Den Spitzenplatz im Sorgen-Ranking der Niederländer belegt analog zum Vorjahr die Verkehrspolitik, die auf der europäischen Sorgenliste jedoch lediglich Platz 11 einnimmt. Die Bürger sind mit der Situation in diesem Jahr noch unzufriedener als 2007: Mit einem Anstieg von 4 Prozentpunkten auf 32 Prozent ist beinahe der bisherige Höchststand von 2001 erreicht. Damals war die Verkehrspolitik für 33 Prozent der Bevölkerung das dringlichste Problem. Im Brennpunkt stehen die massiven Verkehrsbehinderungen und -staus in den niederländischen Metropolen. Besonders in den Ballungsgebieten droht zunehmend der Verkehrskollaps. Öffentliche Verkehrsmittel stellen laut einer OECD-Studie bislang jedoch nur eine unzureichende Alternative dar.
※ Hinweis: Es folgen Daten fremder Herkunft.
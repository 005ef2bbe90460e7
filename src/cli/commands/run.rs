//! Run and Replay commands.
//!
//! Both feed an engine message stream through the progress mapper, then print
//! the outcome:
//! - `SUCCESS` / `FAILURE` and the engine's result object on stdout
//! - every log line the engine sent during the run
//!
//! The display is always torn down before anything else is printed, including
//! on errors and Ctrl-C.

use anyhow::Context;
use console::{Term, style};
use std::io::{self, Write};
use std::path::PathBuf;

use crate::config::{ProgressMode, Settings};
use crate::engine::{EngineMessage, EngineRun, EngineSource, LogEntry, RunResult, describe_replay};
use crate::exit_code::ExitCode;
use crate::lifecycle::{ProgressMapper, RenderPolicy};
use crate::progress::MultiProgressBar;
use crate::target::Target;

/// Arguments for the run command.
pub struct RunArgs {
    pub target: Target,
    pub progress: Option<ProgressMode>,
    pub engine: Option<String>,
    pub engine_args: Vec<String>,
}

/// Arguments for the replay command.
pub struct ReplayArgs {
    pub file: PathBuf,
    pub progress: Option<ProgressMode>,
}

#[derive(Debug, Clone, Copy, PartialEq, Eq)]
enum Completion {
    Finished,
    Interrupted,
}

/// What the engine told us besides progress.
#[derive(Debug, Default)]
struct Session {
    result: Option<RunResult>,
    logs: Vec<LogEntry>,
}

/// Run the run command.
pub async fn run(args: RunArgs, settings: &Settings) -> ExitCode {
    let RunArgs {
        target,
        progress,
        engine,
        engine_args,
    } = args;

    if let Err(message) = check_forwarded_args(&engine_args) {
        eprintln!("Error: {message}");
        return ExitCode::ConfigError;
    }

    let command = match engine.as_deref().map(split_command_line) {
        Some(Ok(command)) => command,
        Some(Err(message)) => {
            eprintln!("Error: {message}");
            return ExitCode::ConfigError;
        }
        None => settings.engine.command.clone(),
    };
    let extra = std::iter::once(target.to_string()).chain(engine_args);
    let source = match EngineSource::command(&command, extra) {
        Ok(source) => source,
        Err(e) => {
            eprintln!("Error: {e}");
            return ExitCode::ConfigError;
        }
    };

    tracing::info!(target: "cli", "running {target}");
    execute(&source, progress, settings).await
}

/// Run the replay command.
pub async fn replay(args: ReplayArgs, settings: &Settings) -> ExitCode {
    let path = (args.file.as_os_str() != "-").then_some(args.file);
    tracing::info!(target: "cli", "replaying {}", describe_replay(path.as_deref()));
    execute(&EngineSource::Replay(path), args.progress, settings).await
}

async fn execute(source: &EngineSource, mode: Option<ProgressMode>, settings: &Settings) -> ExitCode {
    let mut session = Session::default();
    let show = should_render(mode.unwrap_or(settings.progress.mode));
    let outcome = drive(source, show, settings, &mut session).await;
    report(outcome, session)
}

/// Whether to draw the live region for `mode`.
pub fn should_render(mode: ProgressMode) -> bool {
    match mode {
        ProgressMode::Always => true,
        ProgressMode::Never => false,
        ProgressMode::Auto => Term::stderr().is_term(),
    }
}

/// Width of the terminal behind stderr, where the region is drawn.
pub fn terminal_columns() -> Option<usize> {
    let tty = Term::stderr().size_checked().map(|(_rows, columns)| columns);
    pick_columns(tty, std::env::var("COLUMNS").ok().as_deref())
}

/// Prefer the tty's own width, then `COLUMNS`. `None` falls back to `max_width`.
fn pick_columns(tty: Option<u16>, env: Option<&str>) -> Option<usize> {
    tty.map(usize::from)
        .or_else(|| env.and_then(|value| value.trim().parse().ok()))
        .filter(|&columns| columns > 0)
}

/// Split an `--engine` command line with shell quoting rules.
pub fn split_command_line(line: &str) -> Result<Vec<String>, String> {
    shlex::split(line).ok_or_else(|| format!("Unbalanced quotes in engine command: {line}"))
}

async fn drive(
    source: &EngineSource,
    show: bool,
    settings: &Settings,
    session: &mut Session,
) -> anyhow::Result<Completion> {
    let mut engine = EngineRun::start(source, settings.engine.channel_capacity)
        .await
        .context("Failed to start engine")?;

    let stream: Box<dyn Write + Send> = if show {
        Box::new(io::stderr())
    } else {
        Box::new(io::sink())
    };
    let options = settings.progress.bar_options(terminal_columns());
    let bars = MultiProgressBar::with_options(settings.progress.template.clone(), stream, options);
    let policy = RenderPolicy {
        max_lines: settings.progress.max_lines,
        order: settings.progress.order,
    };
    let mut mapper = ProgressMapper::with_policy(bars, policy);

    let completion = consume(&mut engine, &mut mapper, session).await;
    mapper
        .terminate()
        .context("Failed to clear progress display")?;
    let completion = completion?;

    if completion == Completion::Interrupted {
        engine.kill().await.context("Failed to stop engine")?;
    }
    let status = engine.finish().await.context("Engine stream failed")?;
    if let Some(status) = status.filter(|status| !status.success()) {
        tracing::warn!(target: "engine", "engine exited with {status}");
        if session.result.is_none() && completion == Completion::Finished {
            anyhow::bail!("Engine exited with {status} before reporting a result");
        }
    }
    Ok(completion)
}

/// Single consumer: every message is handled to completion before the next.
async fn consume<W: Write>(
    engine: &mut EngineRun,
    mapper: &mut ProgressMapper<W>,
    session: &mut Session,
) -> anyhow::Result<Completion> {
    let interrupt = tokio::signal::ctrl_c();
    tokio::pin!(interrupt);

    loop {
        tokio::select! {
            message = engine.next() => match message {
                Some(EngineMessage::Progress(event)) => {
                    mapper.handle(&event).context("Failed to render progress")?;
                }
                Some(EngineMessage::Log(entry)) => session.logs.push(entry),
                Some(EngineMessage::Result(result)) => session.result = Some(result),
                None => return Ok(Completion::Finished),
            },
            _ = &mut interrupt => return Ok(Completion::Interrupted),
        }
    }
}

fn report(outcome: anyhow::Result<Completion>, session: Session) -> ExitCode {
    let Session { result, logs } = session;

    match (outcome, result) {
        (Ok(Completion::Interrupted), _) => {
            println!("{}", style("INTERRUPTED").yellow());
            print_logs(&logs);
            ExitCode::Interrupted
        }
        (Ok(Completion::Finished), Some(result)) => {
            if result.success {
                println!("{}", style("SUCCESS").green());
            } else {
                println!("{}", style("FAILURE").red());
            }
            println!("Result: {}", result.to_display_json());
            print_logs(&logs);
            ExitCode::from_success(result.success)
        }
        (Ok(Completion::Finished), None) => {
            println!("{}", style("ERROR").red());
            print_logs(&logs);
            eprintln!("Engine finished without reporting a result");
            ExitCode::EngineError
        }
        (Err(e), _) => {
            println!("{}", style("ERROR").red());
            print_logs(&logs);
            eprintln!("Exception:");
            eprintln!("{e:#}");
            ExitCode::EngineError
        }
    }
}

fn print_logs(logs: &[LogEntry]) {
    println!("\nLogs:");
    for entry in logs {
        println!("{entry}");
    }
}

/// Reject camelCase options; the engine expects kebab-case.
pub fn check_forwarded_args(args: &[String]) -> Result<(), String> {
    for arg in args {
        let Some(option) = arg.strip_prefix("--") else {
            continue;
        };
        let name = option.split('=').next().unwrap_or(option);
        if name.chars().any(|c| c.is_ascii_uppercase()) {
            return Err(format!(
                "Unknown argument {name}. Did you mean {}?",
                to_kebab_case(name)
            ));
        }
    }
    Ok(())
}

fn to_kebab_case(name: &str) -> String {
    let mut out = String::with_capacity(name.len() + 4);
    for c in name.chars() {
        if c.is_ascii_uppercase() {
            out.push('-');
            out.push(c.to_ascii_lowercase());
        } else {
            out.push(c);
        }
    }
    out
}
Sorge um Umwelt weiterhin groß in Europa

Erst im letzten Jahr ist mit dem Umweltschutz ein Thema erneut in die Top Ten eingezogen, das dort zuletzt 2001 vertreten war. In diesem Jahr bildet der Wunsch nach verstärktem Umweltschutz das Schlusslicht der europäischen Sorgenliste, nach Platz 9 im Jahr 2007. Die Zahl der Nennungen geht minimal auf 6 Prozent zurück. Vor allem Niederländern und Deutschen liegt die Umwelt mit jeweils 12 Prozent am Herzen. Aber auch in Österreich, Italien und Großbritannien ist die Sorge um die Umwelt mit 10 und 8 Prozent relativ groß.

Zur Studie

Die dargestellten Ergebnisse stammen aus der Untersuchung "Challenges of Europe", die von der GfK Marktforschung im Auftrag des GfK-Nürnberg e.V. durchgeführt wird. Befragt wurden im April 2008 insgesamt 12.000 Bürger in Deutschland, Frankreich, Großbritannien, Italien, den Niederlanden, Österreich, Polen, Spanien, Russland und Belgien. Die Befragung repräsentiert damit 450 Millionen Europäer.
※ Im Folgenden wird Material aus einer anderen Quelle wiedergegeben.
//! Command-line interface: argument parsing and command dispatch.

pub mod args;
pub mod commands;

pub use args::{Cli, Commands};
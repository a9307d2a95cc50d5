//! Field declarations
//!
//! A [`Field`] describes one named value of a [`FormModel`](crate::FormModel):
//! its declared type, its presence rules and its default. Fields are declared
//! at form-build time and bound to a value at submit time.

use indexmap::IndexMap;
use serde::{Deserialize, Serialize};
use serde_json::Value;

/// Declared type of a field
#[derive(Debug, Clone, Copy, PartialEq, Eq, Default, Serialize, Deserialize)]
#[serde(rename_all = "snake_case")]
pub enum FieldType {
	#[default]
	String,
	/// Multi-line string
	Text,
	Integer,
	Boolean,
	/// Calendar date, stored as an ISO 8601 string (`YYYY-MM-DD`)
	Date,
}

impl FieldType {
	pub fn as_str(&self) -> &'static str {
		match self {
			FieldType::String => "string",
			FieldType::Text => "text",
			FieldType::Integer => "integer",
			FieldType::Boolean => "boolean",
			FieldType::Date => "date",
		}
	}
}

/// Ordered set of allowed values for an enum-of-values field.
///
/// Keys are kept in their canonical string form (`0`, `1`, `"pro"`) so the
/// same list can back a string-typed or an integer-typed field. The field's
/// declared type decides how a submitted key is cast.
#[derive(Debug, Clone, Default, PartialEq, Eq, Serialize, Deserialize)]
#[serde(transparent)]
pub struct Choices(IndexMap<String, String>);

impl Choices {
	pub fn new() -> Self {
		Self(IndexMap::new())
	}

	/// Build choices from a plain list of labels, keyed by position.
	///
	/// # Examples
	///
	/// ```
	/// use formward_forms::Choices;
	///
	/// let choices = Choices::from_labels(["Female", "Male"]);
	/// assert_eq!(choices.label("0"), Some("Female"));
	/// assert_eq!(choices.label("1"), Some("Male"));
	/// ```
	pub fn from_labels<I, L>(labels: I) -> Self
	where
		I: IntoIterator<Item = L>,
		L: Into<String>,
	{
		labels
			.into_iter()
			.enumerate()
			.map(|(i, label)| (i.to_string(), label.into()))
			.collect()
	}

	pub fn insert(&mut self, key: impl ToString, label: impl Into<String>) {
		self.0.insert(key.to_string(), label.into());
	}

	pub fn contains_key(&self, key: &str) -> bool {
		self.0.contains_key(key)
	}

	pub fn label(&self, key: &str) -> Option<&str> {
		self.0.get(key).map(String::as_str)
	}

	pub fn keys(&self) -> impl Iterator<Item = &str> {
		self.0.keys().map(String::as_str)
	}

	pub fn len(&self) -> usize {
		self.0.len()
	}

	pub fn is_empty(&self) -> bool {
		self.0.is_empty()
	}
}

impl<K: ToString, L: Into<String>> FromIterator<(K, L)> for Choices {
	fn from_iter<T: IntoIterator<Item = (K, L)>>(iter: T) -> Self {
		Self(
			iter.into_iter()
				.map(|(k, l)| (k.to_string(), l.into()))
				.collect(),
		)
	}
}

/// A declared field
#[derive(Debug, Clone, PartialEq, Serialize, Deserialize)]
pub struct Field {
	pub name: String,
	#[serde(rename = "type")]
	pub field_type: FieldType,
	pub caption: Option<String>,
	/// Value must be present and non-null
	pub required: bool,
	/// Value must be present, non-null and non-blank
	pub mandatory: bool,
	/// `None` means no default; `Some(Value::Null)` is an explicit null default.
	pub default: Option<Value>,
	pub values: Option<Choices>,
	/// Submitted input is ignored for read-only fields
	pub read_only: bool,
	/// System fields (such as a record id) get no control and are skipped by
	/// handlers that walk the user-facing fields.
	pub system: bool,
}

impl Field {
	/// Create a new field of the given type
	///
	/// # Examples
	///
	/// ```
	/// use formward_forms::{Field, FieldType};
	///
	/// let field = Field::new("email", FieldType::String);
	/// assert_eq!(field.name, "email");
	/// assert!(!field.required);
	/// assert!(!field.mandatory);
	/// assert_eq!(field.default, None);
	/// ```
	pub fn new(name: impl Into<String>, field_type: FieldType) -> Self {
		Self {
			name: name.into(),
			field_type,
			caption: None,
			required: false,
			mandatory: false,
			default: None,
			values: None,
			read_only: false,
			system: false,
		}
	}

	pub fn string(name: impl Into<String>) -> Self {
		Self::new(name, FieldType::String)
	}

	pub fn required(mut self) -> Self {
		self.required = true;
		self
	}

	pub fn mandatory(mut self) -> Self {
		self.mandatory = true;
		self
	}

	/// Set the default value.
	///
	/// Zero and null are kept as real defaults:
	///
	/// ```
	/// use formward_forms::{Field, FieldType};
	/// use serde_json::{Value, json};
	///
	/// let zero = Field::new("level", FieldType::Integer).with_default(0);
	/// assert_eq!(zero.default, Some(json!(0)));
	///
	/// let null = Field::string("note").with_default(Value::Null);
	/// assert_eq!(null.default, Some(Value::Null));
	/// ```
	pub fn with_default(mut self, default: impl Into<Value>) -> Self {
		self.default = Some(default.into());
		self
	}

	pub fn with_caption(mut self, caption: impl Into<String>) -> Self {
		self.caption = Some(caption.into());
		self
	}

	pub fn with_values(mut self, values: Choices) -> Self {
		self.values = Some(values);
		self
	}

	pub fn read_only(mut self) -> Self {
		self.read_only = true;
		self
	}

	pub fn system(mut self) -> Self {
		self.system = true;
		self
	}

	/// Whether this is an enum-of-values field
	pub fn is_enum(&self) -> bool {
		self.values.is_some()
	}

	/// Caption used for display: the explicit caption, or the name made readable
	///
	/// # Examples
	///
	/// ```
	/// use formward_forms::Field;
	///
	/// assert_eq!(Field::string("first_name").caption(), "First Name");
	/// assert_eq!(Field::string("code").with_caption("Post Code").caption(), "Post Code");
	/// ```
	pub fn caption(&self) -> String {
		match &self.caption {
			Some(caption) => caption.clone(),
			None => readable_caption(&self.name),
		}
	}
}

/// Optional settings used when a control creates its own field.
///
/// Anything left unset falls back to what the control implies (a checkbox
/// implies a boolean field, a calendar a date field, and so on).
#[derive(Debug, Clone, Default, PartialEq)]
pub struct FieldOptions {
	pub field_type: Option<FieldType>,
	pub caption: Option<String>,
	pub required: bool,
	pub mandatory: bool,
	pub default: Option<Value>,
	pub values: Option<Choices>,
}

impl FieldOptions {
	pub fn new() -> Self {
		Self::default()
	}

	pub fn typed(field_type: FieldType) -> Self {
		Self {
			field_type: Some(field_type),
			..Self::default()
		}
	}

	pub fn required(mut self) -> Self {
		self.required = true;
		self
	}

	pub fn mandatory(mut self) -> Self {
		self.mandatory = true;
		self
	}

	pub fn with_default(mut self, default: impl Into<Value>) -> Self {
		self.default = Some(default.into());
		self
	}

	pub fn with_caption(mut self, caption: impl Into<String>) -> Self {
		self.caption = Some(caption.into());
		self
	}

	pub fn with_values(mut self, values: Choices) -> Self {
		self.values = Some(values);
		self
	}

	pub(crate) fn into_field(self, name: &str, implied: FieldType) -> Field {
		Field {
			name: name.to_string(),
			field_type: self.field_type.unwrap_or(implied),
			caption: self.caption,
			required: self.required,
			mandatory: self.mandatory,
			default: self.default,
			values: self.values,
			read_only: false,
			system: false,
		}
	}
}

/// Turn `snake_case` or `camelCase` names into a readable caption
pub(crate) fn readable_caption(name: &str) -> String {
	let mut words: Vec<String> = Vec::new();
	let mut current = String::new();
	let mut prev_lower = false;

	for ch in name.chars() {
		if ch == '_' || ch == '-' || ch == ' ' {
			if !current.is_empty() {
				words.push(std::mem::take(&mut current));
			}
			prev_lower = false;
			continue;
		}
		if ch.is_uppercase() && prev_lower && !current.is_empty() {
			words.push(std::mem::take(&mut current));
		}
		prev_lower = ch.is_lowercase() || ch.is_ascii_digit();
		current.push(ch);
	}
	if !current.is_empty() {
		words.push(current);
	}

	words
		.iter()
		.map(|w| {
			let mut chars = w.chars();
			match chars.next() {
				Some(first) => first.to_uppercase().chain(chars).collect(),
				None => String::new(),
			}
		})
		.collect::<Vec<String>>()
		.join(" ")
}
Grundlage der Untersuchung ist folgende offene Frage, die jedes Jahr unverändert gestellt wird: "Welches sind Ihrer Meinung nach die dringendsten Aufgaben, die heute in [dem jeweiligen Land] zu lösen sind?" Die Befragten erhalten keinerlei beschränkende Vorgaben für ihre Antwortmöglichkeiten, Mehrfachnennungen sind möglich.